Mit Freude und Erschrecken
Nr. 31/2005, Hauptstadt: Streit um die Rekonstruktion des Neuen Museums in Berlin
Über den Tenor des Artikels zum Umbau des Neuen Museums in Berlin habe ich mich wirklich geärgert - ich halte ihn nicht nur architektonisch für ein wirklich interessantes Projekt, das endlich auch einmal die jüngere Geschichte berücksichtigt und nicht so tut, als könnte oder sollte man direkt an die glorreiche preußische Geschichte anknüpfen. Ich sehe überhaupt keine Veranlassung, ein längst vergangenes, damals schon kitschiges »Schatzhaus« wieder herzurichten, von dem einfach nichts mehr da ist.
BERLIN MARIE VIGENER
Der Artikel war überfällig. Ursprünglich bekam David Chipperfield den Auftrag zur Herstellung des Gebäudes, weil er die größtmögliche Nähe zum Stülerschen Original versprach. Er bekannte sich als einziger unter den Wettbewerbsteilnehmern zu »einer Rekonstruktion des Neuen Museums, die in der vollständigen Wiederherstellung des Stülerschen Treppenhauses ihren Höhepunkt findet«. Die derzeitige Realisierung entspricht in keiner Weise der Ausgangsvereinbarung. Statt Rekonstruktion werden wir konfrontiert mit teurer Ruinenromantik. Offensichtlich beschloss ein kleiner Zirkel nicht gewählter Oligarchen von Museumsdirektoren, Denkmalpflegern und Architekten die jetzigen Maßnahmen hinter verschlossenen Türen. Diese Willkür gehört sofort gestoppt!
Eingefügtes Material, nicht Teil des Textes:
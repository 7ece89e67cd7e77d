//! # Bottle Creation
//!
//! Draft validation and the step machine that walks a creation attempt from
//! location confirmation to a sealed bottle. Any validation or transport
//! failure fails closed into [`CreationStep::Error`] with a human-readable
//! message; nothing is thrown past this boundary.

use bytes::Bytes;
use thiserror::Error;
use tracing::{error, info};
use uuid::Uuid;

use domains::error::AppError;
use domains::models::{
    Bottle, BottleConditions, BottleContent, BottleLocation, BottleStatus, TimeWindow,
    WeatherCondition,
};
use domains::paths::storage;
use domains::ports::MediaStore;
use domains::time::{Timestamp, DISTANT_FUTURE};

use crate::bottles::BottleService;

/// Everything the creator has chosen, pre-upload. Media is carried as raw
/// bytes; the byte transfer itself lives behind the [`MediaStore`] port.
#[derive(Debug, Clone, Default)]
pub struct BottleDraft {
    pub created_at: Timestamp,
    pub location: BottleLocation,

    pub text: Option<String>,
    pub image: Option<Bytes>,
    pub audio: Option<Bytes>,

    pub password: Option<String>,
    pub time_window: TimeWindow,
    pub weather: WeatherCondition,
    pub exact_location: bool,
    pub distance_min: Option<f64>,
    pub distance_max: Option<f64>,
    pub unlock_at_time: Option<Timestamp>,
    pub one_shot: bool,

    pub chat_enabled: bool,
}

#[derive(Debug, Error, PartialEq, Eq)]
pub enum DraftError {
    #[error("bottle must contain text, image, or audio")]
    EmptyContent,
    #[error("minimum distance cannot be greater than maximum distance")]
    InvalidDistanceRange,
    #[error("time window start cannot be after end")]
    InvalidTimeWindow,
}

impl From<DraftError> for AppError {
    fn from(err: DraftError) -> Self {
        AppError::Validation(err.to_string())
    }
}

impl BottleDraft {
    pub fn validate_for_submission(&self) -> Result<(), DraftError> {
        let has_text = self.text.as_deref().is_some_and(|t| !t.trim().is_empty());
        if !has_text && self.image.is_none() && self.audio.is_none() {
            return Err(DraftError::EmptyContent);
        }

        if let (Some(min), Some(max)) = (self.distance_min, self.distance_max) {
            if min > max {
                return Err(DraftError::InvalidDistanceRange);
            }
        }

        if let (Some(start), Some(end)) = (self.time_window.start, self.time_window.end) {
            if start > end {
                return Err(DraftError::InvalidTimeWindow);
            }
        }

        Ok(())
    }

    fn time_window_payload(&self) -> Option<TimeWindow> {
        (self.time_window.start.is_some() || self.time_window.end.is_some())
            .then_some(self.time_window)
    }

    fn weather_payload(&self) -> Option<WeatherCondition> {
        self.weather.is_set().then(|| self.weather.clone())
    }

    /// Seals the draft into a persisted bottle. New bottles start locked,
    /// not dead, with an effectively unbounded `alive_until`; the cleanup
    /// worker owns later lifecycle transitions.
    pub fn to_bottle(
        &self,
        owner_uid: &str,
        image_path: Option<String>,
        audio_path: Option<String>,
    ) -> Bottle {
        Bottle {
            owner_uid: owner_uid.to_string(),
            created_at: self.created_at,
            expires_at: None,
            opened_at: None,
            location: self.location,
            conditions: BottleConditions {
                password: self.password.clone(),
                time_window: self.time_window_payload(),
                weather: self.weather_payload(),
                exact_location: self.exact_location,
                distance_min: self.distance_min,
                distance_max: self.distance_max,
                unlock_at_time: self.unlock_at_time,
                one_shot: self.one_shot,
            },
            content: BottleContent {
                text: self.text.as_deref().map(|t| t.trim().to_string()),
                image_path,
                audio_path,
            },
            chat_enabled: self.chat_enabled,
            status: BottleStatus {
                locked: true,
                dead: false,
                alive_until: DISTANT_FUTURE,
                active_users_count: 0,
            },
        }
    }
}

#[derive(Debug, Clone, PartialEq, Eq)]
pub enum CreationStep {
    LocationConfirm,
    Content,
    Conditions,
    Review,
    Submitting,
    Completed { bottle_id: String },
    Error(String),
}

/// Drives one creation attempt. The step machine only moves forward through
/// `advance`/`submit` and backward through `go_back`; terminal steps are
/// `Completed` and `Error`.
pub struct CreationFlow {
    step: CreationStep,
    pub draft: BottleDraft,
    bottles: BottleService,
    media: std::sync::Arc<dyn MediaStore>,
}

impl CreationFlow {
    pub fn new(
        draft: BottleDraft,
        bottles: BottleService,
        media: std::sync::Arc<dyn MediaStore>,
    ) -> Self {
        Self { step: CreationStep::LocationConfirm, draft, bottles, media }
    }

    pub fn step(&self) -> &CreationStep {
        &self.step
    }

    pub fn advance(&mut self) {
        self.step = match self.step {
            CreationStep::LocationConfirm => CreationStep::Content,
            CreationStep::Content => CreationStep::Conditions,
            CreationStep::Conditions => CreationStep::Review,
            _ => return,
        };
    }

    pub fn go_back(&mut self) {
        self.step = match self.step {
            CreationStep::Content => CreationStep::LocationConfirm,
            CreationStep::Conditions => CreationStep::Content,
            CreationStep::Review => CreationStep::Conditions,
            _ => return,
        };
    }

    /// Validates, uploads draft media, and persists the bottle. The id is
    /// pre-generated so the media store and the database agree on it.
    pub async fn submit(&mut self) -> &CreationStep {
        if self.step != CreationStep::Review {
            return &self.step;
        }
        self.step = CreationStep::Submitting;

        match self.try_submit().await {
            Ok(bottle_id) => {
                info!(bottle_id, "bottle creation succeeded");
                self.step = CreationStep::Completed { bottle_id };
            }
            Err(err) => {
                error!(error = %err, "bottle creation failed");
                self.step = CreationStep::Error(err.to_string());
            }
        }
        &self.step
    }

    async fn try_submit(&self) -> Result<String, AppError> {
        self.draft.validate_for_submission()?;

        let bottle_id = Uuid::now_v7().to_string();

        let image_path = self.upload_asset(&bottle_id, self.draft.image.clone(), "jpg").await?;
        let audio_path = self.upload_asset(&bottle_id, self.draft.audio.clone(), "m4a").await?;

        self.bottles.create_bottle(&bottle_id, &self.draft, image_path, audio_path).await
    }

    async fn upload_asset(
        &self,
        bottle_id: &str,
        data: Option<Bytes>,
        ext: &str,
    ) -> Result<Option<String>, AppError> {
        let Some(data) = data else { return Ok(None) };

        let filename = format!("{}.{ext}", Uuid::now_v7());
        let path = storage::bottle_asset(bottle_id, &filename);
        let content_type = if ext == "jpg" { "image/jpeg" } else { "audio/m4a" };

        let stored = self
            .media
            .upload(data, &path, content_type)
            .await
            .map_err(|err| AppError::Internal(format!("media upload failed: {err}")))?;

        Ok(Some(stored))
    }
}

#[cfg(test)]
mod tests {
    use super::*;

    fn draft() -> BottleDraft {
        BottleDraft {
            created_at: 1_700_000_000.0,
            location: BottleLocation { lat: 45.5, lng: -73.5 },
            text: Some("set adrift".into()),
            chat_enabled: true,
            ..Default::default()
        }
    }

    #[test]
    fn whitespace_only_text_is_empty_content() {
        let mut d = draft();
        d.text = Some("   \n".into());
        assert_eq!(d.validate_for_submission(), Err(DraftError::EmptyContent));

        d.image = Some(Bytes::from_static(b"\xff\xd8"));
        assert_eq!(d.validate_for_submission(), Ok(()));
    }

    #[test]
    fn inverted_ranges_are_rejected() {
        let mut d = draft();
        d.distance_min = Some(5.0);
        d.distance_max = Some(1.0);
        assert_eq!(d.validate_for_submission(), Err(DraftError::InvalidDistanceRange));

        let mut d = draft();
        d.time_window = TimeWindow { start: Some(200.0), end: Some(100.0) };
        assert_eq!(d.validate_for_submission(), Err(DraftError::InvalidTimeWindow));
    }

    #[test]
    fn sealed_bottle_starts_locked_and_alive() {
        let b = draft().to_bottle("u1", None, None);
        assert!(b.status.locked);
        assert!(!b.status.dead);
        assert_eq!(b.status.alive_until, DISTANT_FUTURE);
        assert_eq!(b.opened_at, None);
        // Empty window/weather collapse to absent on the wire.
        assert_eq!(b.conditions.time_window, None);
        assert_eq!(b.conditions.weather, None);
    }

    #[test]
    fn text_is_trimmed_when_sealed() {
        let mut d = draft();
        d.text = Some("  hello  ".into());
        let b = d.to_bottle("u1", None, None);
        assert_eq!(b.content.text.as_deref(), Some("hello"));
    }
}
BERLIN DR. HANS-RUDOLF KRÜGER
Chipperfields abgestuftes Erneuerungskonzept stellt den Einblick in den respektvollen Umgang mit der Ruine des großartigen Stüler-Baus dar. Mit diesem setzte er sich 1997 im zweiten Durchgang gegen den Dekonstruktivisten Frank O. Gehry durch, unterstützt von der Stiftung als Bauherrin, vom Fachverstand der deutschen Denkmalpfleger und auch von der Welterbekommission der Unesco, als sie die Museumsinsel einschließlich des Projekts auf ihre Liste setzte. Die naive Rückkehr zum alten Glanz, die der emsige Nostalgietrupp der Gesellschaft Historisches Berlin nun anzuzetteln sucht, würde den ehrwürdigen Patienten Neues Museum durch sein eigenes Surrogat erschlagen: megapeinlich für unser Verständnis von Kunst und Geschichte und - nebenbei - keineswegs preisgünstiger.
BERLIN PROF. DR. ADRIAN VON BUTTLAR
VORSITZENDER DES LANDESDENKMALRATES
Ihren Artikel habe ich mit Freude und Erschrecken gelesen. Einerseits ist es für Menschen wie mich, die jahrzehntelang Ruinen sahen, ein wirkliches Glück, Kulturdenkmäler wiedererstehen zu sehen. Andererseits erschreckt mich, dass vor jedem dieser Bauvorhaben die alte Diskussion wieder losbricht, ob man nicht besser die Wunden erhalten und nur konservieren solle. Wenn wir auf diese Argumentation gehört hätten, wären wir heute mit Ruinenresten und Gedenktafeln umstellt und hätten noch weniger von dem vor Augen, was Geschichte anschaulich macht und auch die Jungen dazu ermuntert, ein großes, verpflichtendes Erbe zu bewahren.